(a) No medicare supplement insurance policy or certificate in force in this state shall contain benefits which duplicate benefits provided by medicare.
(b) Notwithstanding any other provision of Georgia law, a medicare supplement policy or certificate shall not exclude or limit benefits for losses incurred more than six months from the effective date of coverage because it involved a preexisting condition. The policy or certificate shall not define a preexisting condition more restrictively than a condition for which medical advice was given or treatment was recommended by or received from a physician within six months before the effective date of coverage.
(c) The Commissioner shall adopt reasonable regulations to establish specific standards for policy provisions of medicare supplement policies and certificates. Such standards shall be in addition to and in accordance with applicable laws of this state. No requirement of this title relating to minimum required policy benefits, other than the minimum standards contained in this chapter, shall apply to medicare supplement policies and certificates. The standards shall cover, but shall not be limited to:
(1) Terms of renewability;
(2) Initial and subsequent conditions of eligibility;
(3) Nonduplication of coverage;
(4) Probationary periods;
(5) Benefit limitations, exceptions, and reductions;
(6) Elimination periods;
(7) Requirements for replacement;
(8) Recurrent conditions; and
(9) Definitions of terms.
(d) The Commissioner shall adopt reasonable regulations to establish minimum standards for benefits, claims payment, marketing practices, compensation arrangements, and reporting practices for medicare supplement policies and certificates.
(e) The Commissioner may adopt from time to time such reasonable regulations as are necessary to conform medicare supplement policies and certificates to the requirements of federal law and regulations promulgated thereunder, including, but not limited to:
(1) Requiring refunds or credits if the policies or certificates do not meet loss ratio requirements;
(2) Establishing a uniform methodology for calculating and reporting loss ratios;
(3) Assuring public access to policies, premiums, and loss ratio information of issuers of medicare supplement insurance;
(4) Establishing a process for approving or disapproving policy forms, certificate forms, and proposed premium increases;
(5) Establishing a policy for holding public hearings prior to approval of premium increases; and
(6) Establishing standards for medicare select policies and certificates.

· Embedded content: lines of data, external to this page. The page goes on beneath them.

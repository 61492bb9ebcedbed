use aoc_solver::{AocParser, ParseError, PartSolver, SolveError};
use aoc_solver_macros::{AocSolver, AutoRegisterSolver};

use crate::utils::math::mod_pow;
use crate::utils::parse::{number, parse_lines};

const MODULUS: u64 = 20201227;
const SUBJECT: u64 = 7;

#[derive(AocSolver, AutoRegisterSolver)]
#[aoc_solver(max_parts = 1)]
#[aoc(year = 2020, day = 25, tags = ["2020", "number-theory"])]
pub struct Solver;

impl AocParser for Solver {
    /// Card and door public keys
    type SharedData<'a> = (u64, u64);

    fn parse(input: &str) -> Result<Self::SharedData<'_>, ParseError> {
        let keys = parse_lines(input, |line| {
            let key: u64 = number(line, "public key")?;
            if key == 0 || key >= MODULUS {
                anyhow::bail!("public key {} is outside 1..{}", key, MODULUS);
            }
            Ok(key)
        })?;
        match keys.as_slice() {
            &[card, door] => Ok((card, door)),
            _ => Err(ParseError::InvalidFormat(format!(
                "expected 2 public keys, found {}",
                keys.len()
            ))),
        }
    }
}

/// Loop size that transforms the subject number into `key`, trying both keys
/// at once and returning whichever is found first along with the other key.
fn crack(card: u64, door: u64) -> Option<(u64, u64)> {
    let mut value = 1;
    for loop_size in 1..MODULUS {
        value = value * SUBJECT % MODULUS;
        if value == card {
            return Some((loop_size, door));
        }
        if value == door {
            return Some((loop_size, card));
        }
    }
    None
}

impl PartSolver<1> for Solver {
    fn solve(shared: &mut Self::SharedData<'_>) -> Result<String, SolveError> {
        let (card, door) = *shared;
        let (loop_size, other) =
            crack(card, door).ok_or_else(|| SolveError::failed("neither key is a power of 7"))?;
        Ok(mod_pow(other, loop_size, MODULUS).to_string())
    }
}

#[cfg(test)]
mod tests {
    use super::*;
    use crate::year_2020::solve_example;

    #[test]
    fn test_example() {
        assert_eq!(solve_example::<Solver>("5764801\n17807724\n", 1), "14897079");
    }

    #[test]
    fn test_loop_sizes() {
        assert_eq!(crack(5764801, 17807724), Some((8, 17807724)));
        assert_eq!(crack(17807724, 5764801), Some((8, 17807724)));
        assert_eq!(mod_pow(SUBJECT, 11, MODULUS), 17807724);
    }

    #[test]
    fn test_single_part() {
        let mut keys = Solver::parse("5764801\n17807724").unwrap();
        assert!(matches!(
            <Solver as aoc_solver::Solver>::solve_part(&mut keys, 2),
            Err(SolveError::PartNotImplemented(2))
        ));
    }

    #[test]
    fn test_key_count() {
        assert!(Solver::parse("5764801").is_err());
        assert!(Solver::parse("1\n2\n3").is_err());
        assert!(Solver::parse("0\n2").is_err());
    }
}
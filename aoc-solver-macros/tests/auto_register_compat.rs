use aoc_solver::{AocParser, ParseError, PartSolver, SolveError, SolverRegistryBuilder};
use aoc_solver_macros::{AocSolver, AutoRegisterSolver};

#[derive(AocSolver, AutoRegisterSolver)]
#[aoc_solver(max_parts = 2)]
#[aoc(year = 2019, day = 24, tags = ["test", "registered"])]
struct RegisteredSolver;

impl AocParser for RegisteredSolver {
    type SharedData<'a> = Vec<u32>;

    fn parse(input: &str) -> Result<Self::SharedData<'_>, ParseError> {
        input
            .split(',')
            .map(|s| {
                s.trim()
                    .parse()
                    .map_err(|_| ParseError::InvalidFormat(format!("not a number: {s}")))
            })
            .collect()
    }
}

impl PartSolver<1> for RegisteredSolver {
    fn solve(shared: &mut Self::SharedData<'_>) -> Result<String, SolveError> {
        Ok(shared.iter().sum::<u32>().to_string())
    }
}

impl PartSolver<2> for RegisteredSolver {
    fn solve(shared: &mut Self::SharedData<'_>) -> Result<String, SolveError> {
        Ok(shared.iter().product::<u32>().to_string())
    }
}

#[derive(AocSolver, AutoRegisterSolver)]
#[aoc_solver(max_parts = 1)]
#[aoc(year = 2019, day = 25)]
struct UntaggedSolver;

impl AocParser for UntaggedSolver {
    type SharedData<'a> = &'a str;

    fn parse(input: &str) -> Result<Self::SharedData<'_>, ParseError> {
        Ok(input.trim())
    }
}

impl PartSolver<1> for UntaggedSolver {
    fn solve(shared: &mut Self::SharedData<'_>) -> Result<String, SolveError> {
        Ok(shared.chars().rev().collect())
    }
}

#[test]
fn test_plugins_register_automatically() {
    let registry = SolverRegistryBuilder::new()
        .register_all_plugins()
        .expect("Failed to register plugins")
        .build();

    let mut solver = registry
        .create_solver(2019, 24, "2, 3, 4")
        .expect("Failed to create solver - was it registered?");
    assert_eq!(solver.parts(), 2);
    assert_eq!(solver.solve(1).unwrap().answer, "9");
    assert_eq!(solver.solve(2).unwrap().answer, "24");

    let mut solver = registry.create_solver(2019, 25, " abc ").unwrap();
    assert_eq!(solver.parts(), 1);
    assert_eq!(solver.solve(1).unwrap().answer, "cba");
}

#[test]
fn test_tag_filtering() {
    let registry = SolverRegistryBuilder::new()
        .register_solver_plugins(|plugin| plugin.tags.contains(&"registered"))
        .unwrap()
        .build();

    assert!(registry.storage().contains(2019, 24));
    assert!(!registry.storage().contains(2019, 25));
}

#[test]
fn test_plugin_metadata() {
    let plugin = aoc_solver::inventory::iter::<aoc_solver::SolverPlugin>()
        .find(|p| p.year == 2019 && p.day == 24)
        .expect("plugin submitted");
    assert_eq!(plugin.tags, &["test", "registered"]);
    assert_eq!(plugin.solver.parts(), 2);
}
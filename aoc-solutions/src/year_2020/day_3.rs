use aoc_solver::{AocParser, ParseError, PartSolver, SolveError};
use aoc_solver_macros::{AocSolver, AutoRegisterSolver};

use crate::utils::grid::Grid;

const SLOPES: [(usize, usize); 5] = [(1, 1), (3, 1), (5, 1), (7, 1), (1, 2)];

#[derive(AocSolver, AutoRegisterSolver)]
#[aoc_solver(max_parts = 2)]
#[aoc(year = 2020, day = 3, tags = ["2020", "grid"])]
pub struct Solver;

impl AocParser for Solver {
    /// `true` where a tree stands
    type SharedData<'a> = Grid<bool>;

    fn parse(input: &str) -> Result<Self::SharedData<'_>, ParseError> {
        Grid::parse(input, |c| match c {
            '#' => Some(true),
            '.' => Some(false),
            _ => None,
        })
    }
}

impl PartSolver<1> for Solver {
    fn solve(shared: &mut Self::SharedData<'_>) -> Result<String, SolveError> {
        Ok(trees_on_slope(shared, 3, 1).to_string())
    }
}

impl PartSolver<2> for Solver {
    fn solve(shared: &mut Self::SharedData<'_>) -> Result<String, SolveError> {
        let product: u64 = SLOPES
            .iter()
            .map(|&(right, down)| trees_on_slope(shared, right, down))
            .product();
        Ok(product.to_string())
    }
}

/// The map repeats to the right, so columns wrap around.
fn trees_on_slope(map: &Grid<bool>, right: usize, down: usize) -> u64 {
    (0..map.height())
        .step_by(down)
        .enumerate()
        .filter(|&(step, row)| map.get(row, step * right % map.width()) == Some(&true))
        .count() as u64
}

(f) The Commissioner may adopt reasonable regulations that specify prohibited policy provisions not otherwise specifically authorized by statute which, in the opinion of the Commissioner, are unjust, unfair, or unfairly discriminatory to any person insured or proposed to be insured under a medicare supplement policy or certificate.
(g) Insurers offering medicare supplement policies in this state to persons 65 years of age or older shall also offer medicare supplement policies to persons in this state who are eligible for and enrolled in medicare by reason of disability or end-stage renal disease. Except as otherwise provided in this Code section, all benefits, protections, policies, and procedures that apply to persons 65 years of age or older shall also apply to persons who are eligible for and enrolled in medicare by reason of disability or end-stage renal disease.

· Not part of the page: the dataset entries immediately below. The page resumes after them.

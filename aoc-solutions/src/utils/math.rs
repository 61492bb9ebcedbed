//! Number theory helpers

/// Result of the extended Euclidean algorithm: `a * x + b * y = gcd`
#[derive(Debug, Clone, Copy, PartialEq, Eq)]
pub struct ExtendedGcd {
    pub gcd: i128,
    pub x: i128,
    pub y: i128,
}

/// Extended Euclidean algorithm over `i128`
pub fn extended_gcd(a: i128, b: i128) -> ExtendedGcd {
    let (mut old_r, mut r) = (a, b);
    let (mut old_s, mut s) = (1, 0);
    let (mut old_t, mut t) = (0, 1);

    while r != 0 {
        let q = old_r.div_euclid(r);
        (old_r, r) = (r, old_r - q * r);
        (old_s, s) = (s, old_s - q * s);
        (old_t, t) = (t, old_t - q * t);
    }

    ExtendedGcd {
        gcd: old_r,
        x: old_s,
        y: old_t,
    }
}

/// Solve the system `t ≡ residue (mod modulus)` for every pair.
///
/// Returns the smallest non-negative solution together with the combined
/// modulus, or `None` when the congruences are inconsistent.
pub fn chinese_remainder(congruences: &[(i128, i128)]) -> Option<(i128, i128)> {
    congruences
        .iter()
        .try_fold((0i128, 1i128), |(acc, modulus), &(residue, m)| {
            let ExtendedGcd { gcd, x, .. } = extended_gcd(modulus, m);
            let diff = residue - acc;
            if diff.rem_euclid(gcd) != 0 {
                return None;
            }
            let lcm = modulus / gcd * m;
            let step = (diff / gcd * x).rem_euclid(m / gcd);
            Some(((acc + modulus * step).rem_euclid(lcm), lcm))
        })
}

/// `base^exp mod modulus` by square-and-multiply
pub fn mod_pow(base: u64, mut exp: u64, modulus: u64) -> u64 {
    if modulus == 1 {
        return 0;
    }
    let modulus = modulus as u128;
    let mut result: u128 = 1;
    let mut b = base as u128 % modulus;
    while exp > 0 {
        if exp & 1 == 1 {
            result = result * b % modulus;
        }
        b = b * b % modulus;
        exp >>= 1;
    }
    result as u64
}
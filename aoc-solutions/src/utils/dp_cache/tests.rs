//! Tests for the DP cache module.

use std::cell::Cell;
use std::rc::Rc;

use super::*;

/// fib(n) depends on fib(n-1) and fib(n-2)
struct Fibonacci;

impl DpProblem<usize, u64> for Fibonacci {
    fn deps(&self, n: &usize) -> Vec<usize> {
        if *n <= 1 { vec![] } else { vec![n - 1, n - 2] }
    }

    fn compute(&self, n: &usize, deps: Vec<u64>) -> u64 {
        if *n <= 1 { *n as u64 } else { deps[0] + deps[1] }
    }
}

#[test]
fn test_linear_dependency_chain() {
    let cache = DpCache::with_problem(VecBackend::new(), Fibonacci);

    assert_eq!(cache.get(&0), 0);
    assert_eq!(cache.get(&1), 1);
    assert_eq!(cache.get(&10), 55);
    assert_eq!(cache.get(&90), 2_880_067_194_370_816_120);
}

#[test]
fn test_diamond_dependency_memoization() {
    // A(0) depends on B(1) and C(2), both depend on D(3)
    struct Diamond {
        count: Rc<Cell<i32>>,
    }

    impl DpProblem<usize, i32> for Diamond {
        fn deps(&self, n: &usize) -> Vec<usize> {
            match *n {
                0 => vec![1, 2],
                1 | 2 => vec![3],
                _ => vec![],
            }
        }

        fn compute(&self, n: &usize, deps: Vec<i32>) -> i32 {
            self.count.set(self.count.get() + 1);
            match *n {
                0 => deps[0] + deps[1],
                1 => deps[0] * 2,
                2 => deps[0] * 3,
                _ => 10,
            }
        }
    }

    let count = Rc::new(Cell::new(0));
    let cache = DpCache::with_problem(
        VecBackend::new(),
        Diamond {
            count: Rc::clone(&count),
        },
    );

    assert_eq!(cache.get(&0), 50);
    assert_eq!(count.get(), 4);

    // Everything is cached now
    assert_eq!(cache.get(&3), 10);
    assert_eq!(cache.get(&0), 50);
    assert_eq!(count.get(), 4);
}

#[test]
fn test_hashmap_backend_with_string_keys() {
    let cache = DpCache::new(
        HashMapBackend::new(),
        |name: &String| match name.as_str() {
            "outer" => vec!["inner".to_string(), "inner".to_string()],
            "inner" => vec!["core".to_string()],
            _ => vec![],
        },
        |_: &String, deps: Vec<u32>| 1 + deps.iter().sum::<u32>(),
    );

    assert_eq!(cache.get(&"outer".to_string()), 5);
    assert_eq!(cache.get(&"core".to_string()), 1);
}

#[test]
fn test_vec_backend_sparse_insert() {
    let mut backend: VecBackend<u8> = VecBackend::with_capacity(4);
    assert_eq!(backend.get(&7), None);
    backend.insert(7, 1);
    assert_eq!(backend.get(&7), Some(&1));
    assert_eq!(backend.get(&3), None);
}
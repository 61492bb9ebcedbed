//! Advent of Code 2020

pub mod day_1;
pub mod day_2;
pub mod day_3;
pub mod day_4;
pub mod day_5;
pub mod day_6;
pub mod day_7;
pub mod day_8;
pub mod day_9;
pub mod day_10;
pub mod day_11;
pub mod day_12;
pub mod day_13;
pub mod day_14;
pub mod day_15;
pub mod day_16;
pub mod day_17;
pub mod day_18;
pub mod day_19;
pub mod day_20;
pub mod day_21;
pub mod day_22;
pub mod day_23;
pub mod day_24;
pub mod day_25;

/// Parse `input` with `S` and solve `part`, panicking on any error.
#[cfg(test)]
pub(crate) fn solve_example<S: aoc_solver::Solver>(input: &str, part: u8) -> String {
    let mut shared = S::parse(input).expect("example input should parse");
    S::solve_part(&mut shared, part).expect("example part should solve")
}
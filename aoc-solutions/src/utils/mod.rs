//! Helpers shared between days

pub mod dp_cache;
pub mod grid;
pub mod math;
pub mod parse;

(h) Persons may enroll in a medicare supplement policy at any time authorized or required by the federal government or within six months of:
(1) Enrolling in medicare Part B or by May 1, 2011, for an individual who is under 65 years of age and is eligible for medicare because of disability or end-stage renal disease, whichever is later;
(2) Receiving notice that such person has been retroactively enrolled in medicare Part B due to a retroactive eligibility decision made by the Social Security Administration; or
(3) Experiencing a qualifying event identified in regulations adopted pursuant to subsection (c) of this Code section.
(i) No policy or certificate issued pursuant to this chapter shall prohibit payment made by third parties on behalf of individual applicants or individuals within a group applicant so long as:
(1) The third party is an immediate family member of a person lawfully exercising an in-force power of attorney or legal guardianship; or
(2) The third party is a nonprofit, charitable organization that:
(A) Is the named requestor of an advisory opinion issued by the United States Department of Health and Human Services (HHS) Office of Inspector General under the requirements of 42 C.F.R. Part 1008; and
(B) Provides, upon request by the medicare supplement issuer, the specific advisory opinion relied upon by the third party to make such payment and a written certification that the advisory opinion is in full force and effect and has not been rescinded, modified, or terminated by the United States Department of Health and Human Services (HHS) Office of Inspector General.
(j) Premiums for medicare supplemental insurance policies may differ between persons who qualify for medicare who are 65 years of age or older and those who qualify for medicare who are younger than 65 years of age; provided, however, that such differences in premiums shall not be excessive, inadequate, or unfairly discriminatory and shall be based on sound actuarial principles and reasonable in relation to the benefits provided.